For all our local politicians' blathering about climate change and the need to reduce our carbon footprint, we don't see them engaging in serious action to reduce Chicago's prodigious energy consumption and car dependence. We should be making full use of the respite in oil prices to prepare our city for the inevitable draw-down in fossil fuel supplies, yet we have made very few policy changes that would steer development and infrastructure investment in a direction that will produce systems that will serve us when foreign oil is no longer available, or available only in quantities insufficient to run our current systems. Neither Joe Moore or Mayor Daley has made a serious commitment to improving and expanding our inadequate public transit, in spite of a steep spike in ridership in recent years, and the obvious inadequacy of the system to the demands that will be made on it when car ownership drops by 30% or more in coming years. None of our politicians seems eager to develop other infrastructure that will be necessary to keep sensitive communications and other services viable in an energy-short future, either- plans for universal, cheap wireless internet connectivity have been tabled because of the city's failure to negotiate favorable terms with commercial wireless providers, and no other alternatives are being considered.
Worse, Daley and most of our aldermen remain committed to costly and unnecessary expansion of existing highway and airport infrastructure, at a time when the commercial airline industry, which is completely predicated on the availability of cheap fossil fuels, is collapsing, and auto travel is headed for steep decline.
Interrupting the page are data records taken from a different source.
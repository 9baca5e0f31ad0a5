#[cfg(feature = "rtrb")]
use rtrb::Consumer;

use crate::graph::bus::EffectParam;

/// Control messages sent from the control thread to the audio thread.
#[derive(Debug, Copy, Clone, PartialEq)]
pub enum ToneMessage {
    Start,
    Stop,
    SetGroupGain { index: usize, gain: f64 },
    SetMasterVolume(f64),
    SetEffectParameter { param: EffectParam, value: f64 },
}

pub trait MessageReceiver {
    fn pop(&mut self) -> Option<ToneMessage>;
}

#[cfg(feature = "rtrb")]
impl MessageReceiver for Consumer<ToneMessage> {
    fn pop(&mut self) -> Option<ToneMessage> {
        Consumer::pop(self).ok()
    }
}

impl MessageReceiver for std::collections::VecDeque<ToneMessage> {
    fn pop(&mut self) -> Option<ToneMessage> {
        self.pop_front()
    }
}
Scarce tax monies invested in increasingly redundant and obsolete highway and airport infrastructure, is money being taken away from the systems that we will desperately need in order to maintain a minimal level of technological amenity in an era of depleting fossil fuel supplies and rapidly increasing costs of necessities in combination with disappearing jobs and industries.
It's easy to yap about ways to reduce your carbon footprint on an individual basis, and Joe Moore could sure stand to get a few clues on how to reduce his. However, all the individual efforts - trash recycling, home gardening and canning, buying used goods, turning down the thermostat- don't mean much when individuals are living in a context that demands massive energy waste just to live a normal life, thanks to 80 years of disastrous public policy at the federal and local levels alike that have driven the most wasteful urban development patterns and allocation of resources in the history of the world. Our politicians need to stop twaddling in empty gestures and get down to the necessary and gritty work of developing policies and systems that will enable steep reduction of energy consumption, and the harder work of managing the transition so that it doesn't blow our system, and our lives, to pieces.